21-Year-Old Mother With Terminal Breast Cancer Urges Everyone To Do Self-Exams
Amanda DeGraff’s stage IV breast cancer is so rare that her doctor has only seen a handful of cases of it. Why so rare, you ask? Because DeGraff was just 21 years old at the time of her diagnosis.
She discovered the lump during a self-exam. It didn’t seem quite right, so she scheduled an appointment to see her doctor. But she never expected the cancer diagnosis she got. It was originally declared stage III, but doctors quickly learned that it had actually become stage IV, spreading to her lungs, liver, spine, joints, and bone marrow.
“I was perfectly normal,” DeGraff says. “I was working a job, taking care of my kid. My back was hurting a little bit, which I thought was crazy that it just kept hurting over and over again.”
Because DeGraff’s cancer is stage IV and metastatic, it is considered incurable. She will live with the disease for the rest of her life. Doctors will try treatment after treatment in the hopes of stabilizing her condition, but chances are that most of them will stop working after a while. DeGraff is not expected to live for more than a few more years.

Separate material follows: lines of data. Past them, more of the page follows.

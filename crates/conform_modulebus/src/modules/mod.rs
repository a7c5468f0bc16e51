pub mod create_file;

use async_trait::async_trait;
use conform_core::ModuleDoc;
use serde_json::Value as JsonValue;

pub use create_file::{CreateFile, CreateFileArgs, CreateFileError};

pub type ModuleResult = anyhow::Result<JsonValue>;

/// A configuration module: takes JSON arguments, acts on the host, and
/// reports an outcome envelope (changed / message / failed).
#[async_trait]
pub trait Module: Send + Sync {
    fn name(&self) -> &'static str;
    fn description(&self) -> &'static str;
    fn argument_spec(&self) -> JsonValue;
    fn docs(&self) -> ModuleDoc;
    async fn run(&self, args: JsonValue) -> ModuleResult;
}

“Some people live weeks, months, up to three years is what the chart showed,” says DeGraff, “and so it’s a little scary knowing that I am kind of on a timeline.”
In the time she has left, DeGraff is working to spread the message that age doesn’t matter. Cancer can attack anyone at any age, so you should always make sure you’re doing your self-exams and paying attention to any changes that occur in your body. Everyone’s “normal” is a little bit different, but if you’re fully aware of what your normal looks and feels like, you will have more hints that there’s something wrong when the signs are subtle, like they can often be with cancer.
If you think there’s something wrong or a little bit “off” with your body, don’t hesitate to see a doctor. Trust your gut and don’t let anyone tell you you’re too young or flat-chested to get breast cancer. You could be saving your own life.